▸ **Brief**:
Pick out each line with the word "remap" from the material that follows.

===== Source records =====

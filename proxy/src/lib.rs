//! # Game Proxy Library
//!
//! A transparent reverse proxy for the game's UDP protocol. Clients connect to
//! the proxy as if it were the game server; every session is relayed to a
//! backend server, with a small set of packets rewritten or answered on the way.
//!
//! ## Core Responsibilities
//!
//! ### Relaying
//! Each client/backend pairing runs two relay loops, one per direction. The
//! loops are fate-shared: when one side disconnects or times out, the other
//! side is told and closed as well.
//!
//! ### Active Object Rewriting
//! Backends announce the player's own object like any other. The client must
//! see that announcement once per session, so repeats are cut out of
//! TOCLIENT_ACTIVE_OBJECT_REMOVE_ADD before it reaches the client.
//!
//! ### Sudo Mode
//! Logged-in players re-authenticate against the proxy with SRP before they
//! may change their password. The proxy answers those handshake packets
//! itself and stores the new credential through its provider.
//!
//! ## Module Organization
//!
//! - `connection` / `udp`: the transport contract and its datagram implementation
//! - `peer`: per-endpoint session state
//! - `dispatcher` / `relay`: opcode routing and the relay loops
//! - `remap`: active object rewriting
//! - `auth` / `srp` / `credential`: the sudo-mode handshake
//! - `provider`: credential, ban and privilege storage
//! - `hooks` / `commands`: join, leave and chat extension points, built-in commands
//! - `context` / `config`: startup and process-wide state
//! - `listener` / `session_table`: the public socket and its clients
//!
//! ## Usage Example
//!
//! ```rust,no_run
//! use clap::Parser;
//! use proxy::config::Config;
//! use proxy::context::ProxyContext;
//! use proxy::listener::Listener;
//!
//! #[tokio::main]
//! async fn main() -> Result<(), Box<dyn std::error::Error>> {
//!     let config = Config::parse();
//!     let ctx = ProxyContext::init(&config)?;
//!
//!     // Relays every client to `config.server` until the task is dropped
//!     let listener = Listener::bind(&config, ctx).await?;
//!     listener.run().await?;
//!
//!     Ok(())
//! }
//! ```

pub mod auth;
pub mod commands;
pub mod config;
pub mod connection;
pub mod context;
pub mod credential;
pub mod dispatcher;
pub mod error;
pub mod hooks;
pub mod listener;
pub mod peer;
pub mod provider;
pub mod relay;
pub mod remap;
pub mod session_table;
pub mod srp;
pub mod udp;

=====

▸ **Finished exercise**:
//! - `remap`: active object rewriting
pub mod remap;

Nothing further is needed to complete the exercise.